TASK BRIEF :: What is needed is an exact copy of every record below.

■ ■ ■ ■ ■ ■ ■

use std::net::SocketAddr;
use std::path::PathBuf;
use std::sync::Arc;
use std::time::Duration;

use anyhow::{Context, Result};
use axum::extract::State;
use axum::http::StatusCode;
use axum::response::{IntoResponse, Response};
use axum::routing::{get, post};
use axum::{Json, Router};
use clap::Parser;
use serde::{Deserialize, Serialize};
use shoprank::catalog::CatalogStore;
use shoprank::engine::{EngineError, HomeFeed, Recommender, ShopRanking};
use shoprank::rankers::{AlsoBought, CartComplement, Deal, RankedProduct, SearchHit};
use tracing::Level;

#[derive(Parser, Debug)]
#[command(
    name = "shoprank-api",
    about = "HTTP API serving the recommendation and ranking surfaces of the storefront"
)]
struct ApiCli {
    /// Address to bind the HTTP server to (host:port).
    #[arg(long, env = "SHOPRANK_BIND", default_value = "127.0.0.1:8080")]
    bind: String,

    /// Postgres connection string (postgres://...).
    #[arg(long, env = "DATABASE_URL")]
    database_url: String,

    /// Directory holding trained snapshot artifacts. When nothing usable is
    /// there, the index is fitted from the database on first use.
    #[arg(long, env = "SHOPRANK_MODELS_DIR", default_value = "data/models")]
    models_dir: PathBuf,

    /// Connection attempts before giving up on the database.
    #[arg(long, env = "SHOPRANK_DB_ATTEMPTS", default_value_t = 30)]
    db_attempts: u32,

    /// Seconds between connection attempts.
    #[arg(long, env = "SHOPRANK_DB_RETRY_SECS", default_value_t = 2)]
    db_retry_secs: u64,

    /// Build the catalog index before accepting traffic.
    #[arg(long)]
    warm_index: bool,
}

#[derive(Clone)]
struct AppState {
    engine: Arc<Recommender>,
}

fn default_home_limit() -> usize {
    8
}

fn default_product_limit() -> usize {
    5
}

fn default_cart_limit() -> usize {
    5
}

fn default_deals_limit() -> usize {
    3
}

fn default_search_limit() -> usize {
    20
}

#[derive(Debug, Deserialize)]
struct HomeRequest {
    #[serde(default)]
    user_id: Option<i64>,
    #[serde(default = "default_home_limit")]
    limit: usize,
}

#[derive(Debug, Deserialize)]
struct ProductRequest {
    #[serde(default)]
    product_id: Option<i64>,
    #[serde(default = "default_product_limit")]
    limit: usize,
}

#[derive(Debug, Deserialize)]
struct CartRequest {
    #[serde(default)]
    product_ids: Vec<i64>,
    #[serde(default = "default_cart_limit")]
    limit: usize,
}

#[derive(Debug, Deserialize)]
struct DealsRequest {
    #[serde(default)]
    product_ids: Vec<i64>,
    #[serde(default = "default_deals_limit")]
    limit: usize,
}

#[derive(Debug, Deserialize)]
struct ShopsRequest {
    #[serde(default)]
    user_id: Option<i64>,
}

#[derive(Debug, Deserialize)]
struct SearchRequest {
    #[serde(default)]
    query: String,
    #[serde(default = "default_search_limit")]
    limit: usize,
    #[serde(default)]
    user_id: Option<i64>,
}

#[derive(Debug, Serialize)]
struct Health {
    status: &'static str,
    service: &'static str,
}

#[derive(Debug, Serialize)]
struct ErrorBody {
    message: String,
}

#[tokio::main]
async fn main() -> Result<()> {
    let cli = ApiCli::parse();
    tracing_subscriber::fmt().with_max_level(Level::INFO).init();

    let store = CatalogStore::connect_with_retry(
        &cli.database_url,
        cli.db_attempts,
        Duration::from_secs(cli.db_retry_secs),
    )
    .await?;
    let engine = Arc::new(Recommender::new(store, Some(cli.models_dir)));

    if cli.warm_index {
        let index = engine
            .index()
            .await
            .context("failed to warm the catalog index")?;
        tracing::info!("catalog index warmed ({} items)", index.len());
    }

    let state = AppState { engine };
    let app = Router::new()
        .route("/health", get(health))
        .route("/api/recommend/home", post(home_handler))
        .route("/api/product/similar", post(similar_handler))
        .route("/api/product/also-bought", post(also_bought_handler))
        .route("/api/cart/complementary", post(complementary_handler))
        .route("/api/cart/best-deals", post(deals_handler))
        .route("/api/shops/ranked", post(shops_handler))
        .route("/api/search", post(search_handler))
        .with_state(state);

    let addr: SocketAddr = cli
        .bind
        .parse()
        .with_context(|| format!("invalid bind address {}", cli.bind))?;
    tracing::info!("shoprank-api listening on http://{addr}");
    let listener = tokio::net::TcpListener::bind(addr)
        .await
        .with_context(|| format!("failed to bind {addr}"))?;
    axum::serve(listener, app)
        .await
        .context("server shutdown")?;
    Ok(())
}

async fn health() -> Json<Health> {
    Json(Health {
        status: "ok",
        service: "shoprank-api",
    })
}

async fn home_handler(
    State(state): State<AppState>,
    Json(request): Json<HomeRequest>,
) -> Result<Response, (StatusCode, Json<ErrorBody>)> {
    let feed = state
        .engine
        .home_feed(request.user_id, request.limit)
        .await
        .map_err(engine_error)?;
    Ok(match feed {
        HomeFeed::Personalized(rows) => Json(rows).into_response(),
        HomeFeed::Popular(rows) => Json(rows).into_response(),
    })
}

async fn similar_handler(
    State(state): State<AppState>,
    Json(request): Json<ProductRequest>,
) -> Result<Json<Vec<RankedProduct>>, (StatusCode, Json<ErrorBody>)> {
    let rows = state
        .engine
        .similar_items(request.product_id, request.limit)
        .await
        .map_err(engine_error)?;
    Ok(Json(rows))
}

async fn also_bought_handler(
    State(state): State<AppState>,
    Json(request): Json<ProductRequest>,
) -> Result<Json<Vec<AlsoBought>>, (StatusCode, Json<ErrorBody>)> {
    let rows = state
        .engine
        .also_bought(request.product_id, request.limit)
        .await
        .map_err(engine_error)?;
    Ok(Json(rows))
}

async fn complementary_handler(
    State(state): State<AppState>,
    Json(request): Json<CartRequest>,
) -> Result<Json<Vec<CartComplement>>, (StatusCode, Json<ErrorBody>)> {
    let rows = state
        .engine
        .cart_complements(&request.product_ids, request.limit)
        .await
        .map_err(engine_error)?;
    Ok(Json(rows))
}

async fn deals_handler(
    State(state): State<AppState>,
    Json(request): Json<DealsRequest>,
) -> Result<Json<Vec<Deal>>, (StatusCode, Json<ErrorBody>)> {
    let rows = state
        .engine
        .cart_best_deals(&request.product_ids, request.limit)
        .await
        .map_err(engine_error)?;
    Ok(Json(rows))
}

async fn shops_handler(
    State(state): State<AppState>,
    Json(request): Json<ShopsRequest>,
) -> Result<Response, (StatusCode, Json<ErrorBody>)> {
    let ranking = state
        .engine
        .shop_ranking(request.user_id)
        .await
        .map_err(engine_error)?;
    Ok(match ranking {
        ShopRanking::Personalized(rows) => Json(rows).into_response(),
        ShopRanking::Popular(rows) => Json(rows).into_response(),
    })
}

async fn search_handler(
    State(state): State<AppState>,
    Json(request): Json<SearchRequest>,
) -> Result<Json<Vec<SearchHit>>, (StatusCode, Json<ErrorBody>)> {
    let rows = state
        .engine
        .search(&request.query, request.user_id, request.limit)
        .await
        .map_err(engine_error)?;
    Ok(Json(rows))
}

fn engine_error(err: EngineError) -> (StatusCode, Json<ErrorBody>) {
    match err {
        EngineError::InvalidInput(reason) => bad_request(reason),
        EngineError::Store(err) => internal_error(err),
    }
}

fn bad_request(message: impl Into<String>) -> (StatusCode, Json<ErrorBody>) {
    (
        StatusCode::BAD_REQUEST,
        Json(ErrorBody {
            message: message.into(),
        }),
    )
}

fn internal_error(err: anyhow::Error) -> (StatusCode, Json<ErrorBody>) {
    tracing::error!("ranking call failed: {err:#}");
    (
        StatusCode::INTERNAL_SERVER_ERROR,
        Json(ErrorBody {
            message: err.to_string(),
        }),
    )
}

■ ■ ■ ■ ■ ■ ■

EXPECTED ANSWER ::
use std::net::SocketAddr;
use std::path::PathBuf;
use std::sync::Arc;
use std::time::Duration;

use anyhow::{Context, Result};
use axum::extract::State;
use axum::http::StatusCode;
use axum::response::{IntoResponse, Response};
use axum::routing::{get, post};
use axum::{Json, Router};
use clap::Parser;
use serde::{Deserialize, Serialize};
use shoprank::catalog::CatalogStore;
use shoprank::engine::{EngineError, HomeFeed, Recommender, ShopRanking};
use shoprank::rankers::{AlsoBought, CartComplement, Deal, RankedProduct, SearchHit};
use tracing::Level;

#[derive(Parser, Debug)]
#[command(
    name = "shoprank-api",
    about = "HTTP API serving the recommendation and ranking surfaces of the storefront"
)]
struct ApiCli {
    /// Address to bind the HTTP server to (host:port).
    #[arg(long, env = "SHOPRANK_BIND", default_value = "127.0.0.1:8080")]
    bind: String,

    /// Postgres connection string (postgres://...).
    #[arg(long, env = "DATABASE_URL")]
    database_url: String,

    /// Directory holding trained snapshot artifacts. When nothing usable is
    /// there, the index is fitted from the database on first use.
    #[arg(long, env = "SHOPRANK_MODELS_DIR", default_value = "data/models")]
    models_dir: PathBuf,

    /// Connection attempts before giving up on the database.
    #[arg(long, env = "SHOPRANK_DB_ATTEMPTS", default_value_t = 30)]
    db_attempts: u32,

    /// Seconds between connection attempts.
    #[arg(long, env = "SHOPRANK_DB_RETRY_SECS", default_value_t = 2)]
    db_retry_secs: u64,

    /// Build the catalog index before accepting traffic.
    #[arg(long)]
    warm_index: bool,
}

#[derive(Clone)]
struct AppState {
    engine: Arc<Recommender>,
}

fn default_home_limit() -> usize {
    8
}

fn default_product_limit() -> usize {
    5
}

fn default_cart_limit() -> usize {
    5
}

fn default_deals_limit() -> usize {
    3
}

fn default_search_limit() -> usize {
    20
}

#[derive(Debug, Deserialize)]
struct HomeRequest {
    #[serde(default)]
    user_id: Option<i64>,
    #[serde(default = "default_home_limit")]
    limit: usize,
}

#[derive(Debug, Deserialize)]
struct ProductRequest {
    #[serde(default)]
    product_id: Option<i64>,
    #[serde(default = "default_product_limit")]
    limit: usize,
}

#[derive(Debug, Deserialize)]
struct CartRequest {
    #[serde(default)]
    product_ids: Vec<i64>,
    #[serde(default = "default_cart_limit")]
    limit: usize,
}

#[derive(Debug, Deserialize)]
struct DealsRequest {
    #[serde(default)]
    product_ids: Vec<i64>,
    #[serde(default = "default_deals_limit")]
    limit: usize,
}

#[derive(Debug, Deserialize)]
struct ShopsRequest {
    #[serde(default)]
    user_id: Option<i64>,
}

#[derive(Debug, Deserialize)]
struct SearchRequest {
    #[serde(default)]
    query: String,
    #[serde(default = "default_search_limit")]
    limit: usize,
    #[serde(default)]
    user_id: Option<i64>,
}

#[derive(Debug, Serialize)]
struct Health {
    status: &'static str,
    service: &'static str,
}

#[derive(Debug, Serialize)]
struct ErrorBody {
    message: String,
}

#[tokio::main]
async fn main() -> Result<()> {
    let cli = ApiCli::parse();
    tracing_subscriber::fmt().with_max_level(Level::INFO).init();

    let store = CatalogStore::connect_with_retry(
        &cli.database_url,
        cli.db_attempts,
        Duration::from_secs(cli.db_retry_secs),
    )
    .await?;
    let engine = Arc::new(Recommender::new(store, Some(cli.models_dir)));

    if cli.warm_index {
        let index = engine
            .index()
            .await
            .context("failed to warm the catalog index")?;
        tracing::info!("catalog index warmed ({} items)", index.len());
    }

    let state = AppState { engine };
    let app = Router::new()
        .route("/health", get(health))
        .route("/api/recommend/home", post(home_handler))
        .route("/api/product/similar", post(similar_handler))
        .route("/api/product/also-bought", post(also_bought_handler))
        .route("/api/cart/complementary", post(complementary_handler))
        .route("/api/cart/best-deals", post(deals_handler))
        .route("/api/shops/ranked", post(shops_handler))
        .route("/api/search", post(search_handler))
        .with_state(state);

    let addr: SocketAddr = cli
        .bind
        .parse()
        .with_context(|| format!("invalid bind address {}", cli.bind))?;
    tracing::info!("shoprank-api listening on http://{addr}");
    let listener = tokio::net::TcpListener::bind(addr)
        .await
        .with_context(|| format!("failed to bind {addr}"))?;
    axum::serve(listener, app)
        .await
        .context("server shutdown")?;
    Ok(())
}

async fn health() -> Json<Health> {
    Json(Health {
        status: "ok",
        service: "shoprank-api",
    })
}

async fn home_handler(
    State(state): State<AppState>,
    Json(request): Json<HomeRequest>,
) -> Result<Response, (StatusCode, Json<ErrorBody>)> {
    let feed = state
        .engine
        .home_feed(request.user_id, request.limit)
        .await
        .map_err(engine_error)?;
    Ok(match feed {
        HomeFeed::Personalized(rows) => Json(rows).into_response(),
        HomeFeed::Popular(rows) => Json(rows).into_response(),
    })
}

async fn similar_handler(
    State(state): State<AppState>,
    Json(request): Json<ProductRequest>,
) -> Result<Json<Vec<RankedProduct>>, (StatusCode, Json<ErrorBody>)> {
    let rows = state
        .engine
        .similar_items(request.product_id, request.limit)
        .await
        .map_err(engine_error)?;
    Ok(Json(rows))
}

async fn also_bought_handler(
    State(state): State<AppState>,
    Json(request): Json<ProductRequest>,
) -> Result<Json<Vec<AlsoBought>>, (StatusCode, Json<ErrorBody>)> {
    let rows = state
        .engine
        .also_bought(request.product_id, request.limit)
        .await
        .map_err(engine_error)?;
    Ok(Json(rows))
}

async fn complementary_handler(
    State(state): State<AppState>,
    Json(request): Json<CartRequest>,
) -> Result<Json<Vec<CartComplement>>, (StatusCode, Json<ErrorBody>)> {
    let rows = state
        .engine
        .cart_complements(&request.product_ids, request.limit)
        .await
        .map_err(engine_error)?;
    Ok(Json(rows))
}

async fn deals_handler(
    State(state): State<AppState>,
    Json(request): Json<DealsRequest>,
) -> Result<Json<Vec<Deal>>, (StatusCode, Json<ErrorBody>)> {
    let rows = state
        .engine
        .cart_best_deals(&request.product_ids, request.limit)
        .await
        .map_err(engine_error)?;
    Ok(Json(rows))
}

async fn shops_handler(
    State(state): State<AppState>,
    Json(request): Json<ShopsRequest>,
) -> Result<Response, (StatusCode, Json<ErrorBody>)> {
    let ranking = state
        .engine
        .shop_ranking(request.user_id)
        .await
        .map_err(engine_error)?;
    Ok(match ranking {
        ShopRanking::Personalized(rows) => Json(rows).into_response(),
        ShopRanking::Popular(rows) => Json(rows).into_response(),
    })
}

async fn search_handler(
    State(state): State<AppState>,
    Json(request): Json<SearchRequest>,
) -> Result<Json<Vec<SearchHit>>, (StatusCode, Json<ErrorBody>)> {
    let rows = state
        .engine
        .search(&request.query, request.user_id, request.limit)
        .await
        .map_err(engine_error)?;
    Ok(Json(rows))
}

fn engine_error(err: EngineError) -> (StatusCode, Json<ErrorBody>) {
    match err {
        EngineError::InvalidInput(reason) => bad_request(reason),
        EngineError::Store(err) => internal_error(err),
    }
}

fn bad_request(message: impl Into<String>) -> (StatusCode, Json<ErrorBody>) {
    (
        StatusCode::BAD_REQUEST,
        Json(ErrorBody {
            message: message.into(),
        }),
    )
}

fn internal_error(err: anyhow::Error) -> (StatusCode, Json<ErrorBody>) {
    tracing::error!("ranking call failed: {err:#}");
    (
        StatusCode::INTERNAL_SERVER_ERROR,
        Json(ErrorBody {
            message: err.to_string(),
        }),
    )
}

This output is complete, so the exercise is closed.